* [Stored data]
########

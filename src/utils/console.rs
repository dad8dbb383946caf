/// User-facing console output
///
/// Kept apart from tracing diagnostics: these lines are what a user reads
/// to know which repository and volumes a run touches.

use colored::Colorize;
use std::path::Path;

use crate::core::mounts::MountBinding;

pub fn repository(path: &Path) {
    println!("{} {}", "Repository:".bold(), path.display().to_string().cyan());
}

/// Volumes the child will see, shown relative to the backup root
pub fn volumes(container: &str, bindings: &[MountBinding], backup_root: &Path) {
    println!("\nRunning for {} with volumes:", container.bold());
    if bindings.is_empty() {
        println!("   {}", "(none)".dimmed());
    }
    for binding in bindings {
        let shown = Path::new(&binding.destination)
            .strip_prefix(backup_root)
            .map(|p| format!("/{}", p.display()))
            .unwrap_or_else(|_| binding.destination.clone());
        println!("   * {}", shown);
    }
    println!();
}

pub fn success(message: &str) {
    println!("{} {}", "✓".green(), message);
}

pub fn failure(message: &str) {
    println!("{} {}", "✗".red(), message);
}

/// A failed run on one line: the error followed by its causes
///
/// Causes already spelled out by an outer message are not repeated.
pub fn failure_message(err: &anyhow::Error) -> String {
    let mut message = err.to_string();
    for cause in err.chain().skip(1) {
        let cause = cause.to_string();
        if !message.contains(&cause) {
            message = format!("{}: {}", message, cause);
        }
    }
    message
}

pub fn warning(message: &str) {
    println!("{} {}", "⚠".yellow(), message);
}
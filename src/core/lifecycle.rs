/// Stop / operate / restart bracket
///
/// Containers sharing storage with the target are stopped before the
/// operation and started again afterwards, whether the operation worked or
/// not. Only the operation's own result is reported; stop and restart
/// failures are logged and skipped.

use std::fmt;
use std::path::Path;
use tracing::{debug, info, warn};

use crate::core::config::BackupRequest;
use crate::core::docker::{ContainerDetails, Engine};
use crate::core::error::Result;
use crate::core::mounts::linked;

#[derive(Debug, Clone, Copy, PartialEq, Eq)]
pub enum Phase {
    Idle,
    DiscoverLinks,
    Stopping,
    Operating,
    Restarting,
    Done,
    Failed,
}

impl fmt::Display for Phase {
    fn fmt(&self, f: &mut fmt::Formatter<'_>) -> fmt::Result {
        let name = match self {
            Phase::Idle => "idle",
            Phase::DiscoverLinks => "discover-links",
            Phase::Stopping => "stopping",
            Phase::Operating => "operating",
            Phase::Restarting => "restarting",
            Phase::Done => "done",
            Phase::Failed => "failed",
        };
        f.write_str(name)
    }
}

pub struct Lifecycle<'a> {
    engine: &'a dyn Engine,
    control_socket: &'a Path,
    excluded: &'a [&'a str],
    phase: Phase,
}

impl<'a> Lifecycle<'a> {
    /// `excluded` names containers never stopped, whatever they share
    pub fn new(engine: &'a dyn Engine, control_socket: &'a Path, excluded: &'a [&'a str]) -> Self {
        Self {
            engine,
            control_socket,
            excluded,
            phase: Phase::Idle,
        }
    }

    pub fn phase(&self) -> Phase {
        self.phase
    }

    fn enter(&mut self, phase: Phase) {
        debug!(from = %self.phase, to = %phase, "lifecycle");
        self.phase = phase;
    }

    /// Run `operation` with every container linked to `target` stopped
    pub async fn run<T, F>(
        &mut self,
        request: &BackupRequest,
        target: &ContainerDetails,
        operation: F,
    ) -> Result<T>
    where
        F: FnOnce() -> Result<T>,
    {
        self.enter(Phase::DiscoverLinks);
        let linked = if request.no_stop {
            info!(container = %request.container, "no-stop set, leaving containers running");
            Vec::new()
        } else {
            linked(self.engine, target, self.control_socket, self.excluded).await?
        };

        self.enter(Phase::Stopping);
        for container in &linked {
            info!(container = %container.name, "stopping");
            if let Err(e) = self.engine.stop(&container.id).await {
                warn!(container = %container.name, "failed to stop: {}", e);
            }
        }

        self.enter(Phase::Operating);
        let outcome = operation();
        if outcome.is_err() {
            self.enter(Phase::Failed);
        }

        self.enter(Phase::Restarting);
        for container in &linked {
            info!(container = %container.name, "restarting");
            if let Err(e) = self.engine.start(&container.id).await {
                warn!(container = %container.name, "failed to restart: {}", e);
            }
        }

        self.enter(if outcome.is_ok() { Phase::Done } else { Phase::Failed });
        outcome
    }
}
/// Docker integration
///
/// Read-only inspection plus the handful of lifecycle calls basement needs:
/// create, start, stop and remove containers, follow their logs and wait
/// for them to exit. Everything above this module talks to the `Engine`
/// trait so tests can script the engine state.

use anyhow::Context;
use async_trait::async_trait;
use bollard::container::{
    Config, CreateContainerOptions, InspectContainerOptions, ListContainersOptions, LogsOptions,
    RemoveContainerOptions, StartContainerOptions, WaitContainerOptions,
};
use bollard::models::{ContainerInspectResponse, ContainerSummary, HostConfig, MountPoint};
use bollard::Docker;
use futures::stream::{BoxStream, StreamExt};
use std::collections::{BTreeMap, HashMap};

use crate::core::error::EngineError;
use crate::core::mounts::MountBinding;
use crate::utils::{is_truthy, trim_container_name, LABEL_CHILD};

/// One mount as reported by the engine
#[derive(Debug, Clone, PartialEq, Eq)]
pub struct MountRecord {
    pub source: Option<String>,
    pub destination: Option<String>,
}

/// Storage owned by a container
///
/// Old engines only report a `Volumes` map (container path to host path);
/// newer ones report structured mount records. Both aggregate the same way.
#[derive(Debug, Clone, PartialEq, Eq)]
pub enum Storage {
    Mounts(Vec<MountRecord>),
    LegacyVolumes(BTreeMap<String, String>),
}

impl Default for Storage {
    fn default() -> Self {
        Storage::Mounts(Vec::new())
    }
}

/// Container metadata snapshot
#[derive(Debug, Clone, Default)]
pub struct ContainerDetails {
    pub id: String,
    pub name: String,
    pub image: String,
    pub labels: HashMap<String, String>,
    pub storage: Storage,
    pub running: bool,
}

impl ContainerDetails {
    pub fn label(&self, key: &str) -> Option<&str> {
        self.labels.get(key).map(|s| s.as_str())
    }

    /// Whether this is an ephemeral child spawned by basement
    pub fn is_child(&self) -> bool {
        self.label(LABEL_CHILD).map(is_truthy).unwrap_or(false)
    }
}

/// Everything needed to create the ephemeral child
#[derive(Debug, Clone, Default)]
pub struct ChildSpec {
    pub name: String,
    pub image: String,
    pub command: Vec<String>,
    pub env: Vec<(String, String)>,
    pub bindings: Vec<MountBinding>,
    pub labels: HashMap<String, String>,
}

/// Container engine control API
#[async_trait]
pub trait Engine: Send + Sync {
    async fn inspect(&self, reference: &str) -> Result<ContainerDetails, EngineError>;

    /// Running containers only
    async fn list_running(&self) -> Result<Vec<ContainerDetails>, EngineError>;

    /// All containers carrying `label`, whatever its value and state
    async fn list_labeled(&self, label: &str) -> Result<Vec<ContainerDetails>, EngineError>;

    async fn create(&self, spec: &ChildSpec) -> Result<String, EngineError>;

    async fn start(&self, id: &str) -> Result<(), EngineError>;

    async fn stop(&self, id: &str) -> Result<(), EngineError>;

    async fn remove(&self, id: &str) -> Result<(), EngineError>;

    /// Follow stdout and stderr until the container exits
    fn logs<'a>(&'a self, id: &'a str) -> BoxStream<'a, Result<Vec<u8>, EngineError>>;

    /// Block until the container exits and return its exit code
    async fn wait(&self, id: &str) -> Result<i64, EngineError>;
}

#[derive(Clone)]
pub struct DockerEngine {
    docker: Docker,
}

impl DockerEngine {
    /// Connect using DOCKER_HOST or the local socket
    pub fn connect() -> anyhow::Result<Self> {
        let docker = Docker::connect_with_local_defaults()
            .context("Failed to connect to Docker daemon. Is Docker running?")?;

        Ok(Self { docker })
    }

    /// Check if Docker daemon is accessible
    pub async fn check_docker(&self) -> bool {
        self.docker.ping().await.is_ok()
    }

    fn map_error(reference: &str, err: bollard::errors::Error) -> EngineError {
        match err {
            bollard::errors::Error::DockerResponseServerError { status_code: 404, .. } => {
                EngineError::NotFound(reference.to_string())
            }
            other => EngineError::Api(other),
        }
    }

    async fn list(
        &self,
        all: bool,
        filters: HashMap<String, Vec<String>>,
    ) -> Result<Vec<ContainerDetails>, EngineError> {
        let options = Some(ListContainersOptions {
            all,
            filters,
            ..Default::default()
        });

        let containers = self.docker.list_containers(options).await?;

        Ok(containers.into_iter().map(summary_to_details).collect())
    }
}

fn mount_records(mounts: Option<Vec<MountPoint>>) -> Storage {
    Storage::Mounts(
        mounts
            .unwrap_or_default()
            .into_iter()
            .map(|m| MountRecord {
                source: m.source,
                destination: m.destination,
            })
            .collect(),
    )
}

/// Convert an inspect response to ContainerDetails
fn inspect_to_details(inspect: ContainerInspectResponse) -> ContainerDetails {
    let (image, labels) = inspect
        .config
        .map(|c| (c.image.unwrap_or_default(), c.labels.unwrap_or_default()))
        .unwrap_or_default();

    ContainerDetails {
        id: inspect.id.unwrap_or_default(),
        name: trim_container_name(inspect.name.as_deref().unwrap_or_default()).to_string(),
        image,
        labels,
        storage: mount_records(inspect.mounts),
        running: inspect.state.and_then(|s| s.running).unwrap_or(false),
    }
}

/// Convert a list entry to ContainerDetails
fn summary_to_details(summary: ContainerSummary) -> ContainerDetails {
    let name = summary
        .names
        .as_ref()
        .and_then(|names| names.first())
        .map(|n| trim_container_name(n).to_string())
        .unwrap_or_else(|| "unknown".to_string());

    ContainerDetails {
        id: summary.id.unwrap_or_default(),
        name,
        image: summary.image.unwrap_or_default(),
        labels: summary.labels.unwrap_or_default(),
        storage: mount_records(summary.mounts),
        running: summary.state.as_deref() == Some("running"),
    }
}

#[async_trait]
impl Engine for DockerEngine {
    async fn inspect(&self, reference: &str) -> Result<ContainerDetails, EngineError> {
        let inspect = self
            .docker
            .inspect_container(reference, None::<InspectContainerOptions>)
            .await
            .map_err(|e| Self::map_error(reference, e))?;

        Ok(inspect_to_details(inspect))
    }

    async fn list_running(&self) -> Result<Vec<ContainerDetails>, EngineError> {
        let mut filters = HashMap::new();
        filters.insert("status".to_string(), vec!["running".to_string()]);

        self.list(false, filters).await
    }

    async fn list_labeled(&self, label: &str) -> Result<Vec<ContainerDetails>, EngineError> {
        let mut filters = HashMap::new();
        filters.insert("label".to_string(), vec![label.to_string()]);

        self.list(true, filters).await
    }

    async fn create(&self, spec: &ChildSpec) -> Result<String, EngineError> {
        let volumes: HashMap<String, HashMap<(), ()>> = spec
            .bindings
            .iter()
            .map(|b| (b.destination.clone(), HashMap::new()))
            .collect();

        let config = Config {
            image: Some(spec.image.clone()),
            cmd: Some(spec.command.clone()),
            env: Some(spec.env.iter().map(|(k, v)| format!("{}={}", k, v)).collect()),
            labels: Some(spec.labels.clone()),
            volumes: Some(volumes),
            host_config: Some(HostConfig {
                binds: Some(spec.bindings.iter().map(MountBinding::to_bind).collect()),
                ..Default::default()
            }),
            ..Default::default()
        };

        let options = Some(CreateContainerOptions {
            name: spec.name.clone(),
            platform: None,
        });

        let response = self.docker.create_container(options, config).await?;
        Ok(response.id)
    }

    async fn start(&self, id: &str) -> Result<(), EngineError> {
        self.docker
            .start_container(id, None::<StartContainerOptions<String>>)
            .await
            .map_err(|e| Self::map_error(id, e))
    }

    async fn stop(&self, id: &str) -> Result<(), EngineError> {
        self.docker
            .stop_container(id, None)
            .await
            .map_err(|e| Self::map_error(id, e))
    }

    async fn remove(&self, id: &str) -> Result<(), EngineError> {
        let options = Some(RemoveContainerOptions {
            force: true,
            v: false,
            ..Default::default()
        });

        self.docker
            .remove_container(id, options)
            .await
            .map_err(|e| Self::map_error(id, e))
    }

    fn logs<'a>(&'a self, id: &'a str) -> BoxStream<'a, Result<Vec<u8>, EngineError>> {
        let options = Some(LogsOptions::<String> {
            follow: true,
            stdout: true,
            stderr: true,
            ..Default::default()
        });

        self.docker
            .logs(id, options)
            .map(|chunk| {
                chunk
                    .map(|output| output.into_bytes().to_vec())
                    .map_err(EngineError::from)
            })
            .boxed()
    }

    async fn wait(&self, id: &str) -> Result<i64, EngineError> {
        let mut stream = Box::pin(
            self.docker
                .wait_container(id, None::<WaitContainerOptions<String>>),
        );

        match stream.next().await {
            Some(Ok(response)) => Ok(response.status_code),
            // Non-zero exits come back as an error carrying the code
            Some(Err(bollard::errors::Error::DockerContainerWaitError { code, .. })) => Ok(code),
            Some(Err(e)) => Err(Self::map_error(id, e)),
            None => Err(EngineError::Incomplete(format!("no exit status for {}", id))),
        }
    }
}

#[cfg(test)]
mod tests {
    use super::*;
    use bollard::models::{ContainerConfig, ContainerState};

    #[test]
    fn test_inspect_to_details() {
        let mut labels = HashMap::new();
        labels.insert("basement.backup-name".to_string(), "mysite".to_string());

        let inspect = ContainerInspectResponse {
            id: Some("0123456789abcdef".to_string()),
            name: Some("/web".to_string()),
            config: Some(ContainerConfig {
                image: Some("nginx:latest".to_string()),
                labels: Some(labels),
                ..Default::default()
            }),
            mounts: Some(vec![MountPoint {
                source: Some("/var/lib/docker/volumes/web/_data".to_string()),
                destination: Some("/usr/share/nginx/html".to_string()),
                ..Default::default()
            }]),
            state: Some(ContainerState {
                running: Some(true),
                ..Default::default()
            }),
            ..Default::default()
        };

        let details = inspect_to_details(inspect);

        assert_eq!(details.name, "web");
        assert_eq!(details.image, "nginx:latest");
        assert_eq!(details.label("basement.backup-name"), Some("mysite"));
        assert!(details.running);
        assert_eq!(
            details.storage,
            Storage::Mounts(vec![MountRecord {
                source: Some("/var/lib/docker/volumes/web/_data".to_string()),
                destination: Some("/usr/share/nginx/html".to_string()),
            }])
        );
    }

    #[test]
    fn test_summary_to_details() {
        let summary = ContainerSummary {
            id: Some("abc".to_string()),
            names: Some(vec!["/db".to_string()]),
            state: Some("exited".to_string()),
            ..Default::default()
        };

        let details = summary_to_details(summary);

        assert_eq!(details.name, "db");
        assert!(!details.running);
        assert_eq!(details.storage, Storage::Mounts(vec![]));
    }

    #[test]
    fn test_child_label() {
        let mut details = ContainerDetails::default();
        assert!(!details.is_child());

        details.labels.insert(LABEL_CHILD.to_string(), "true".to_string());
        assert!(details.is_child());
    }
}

########

* [What to do] Working through the entries above, copy every line in which "image" is found.

* [Result]
    pub image: String,
    pub image: String,
    let (image, labels) = inspect
        .map(|c| (c.image.unwrap_or_default(), c.labels.unwrap_or_default()))
        image,
        image: summary.image.unwrap_or_default(),
            image: Some(spec.image.clone()),
                image: Some("nginx:latest".to_string()),
        assert_eq!(details.image, "nginx:latest");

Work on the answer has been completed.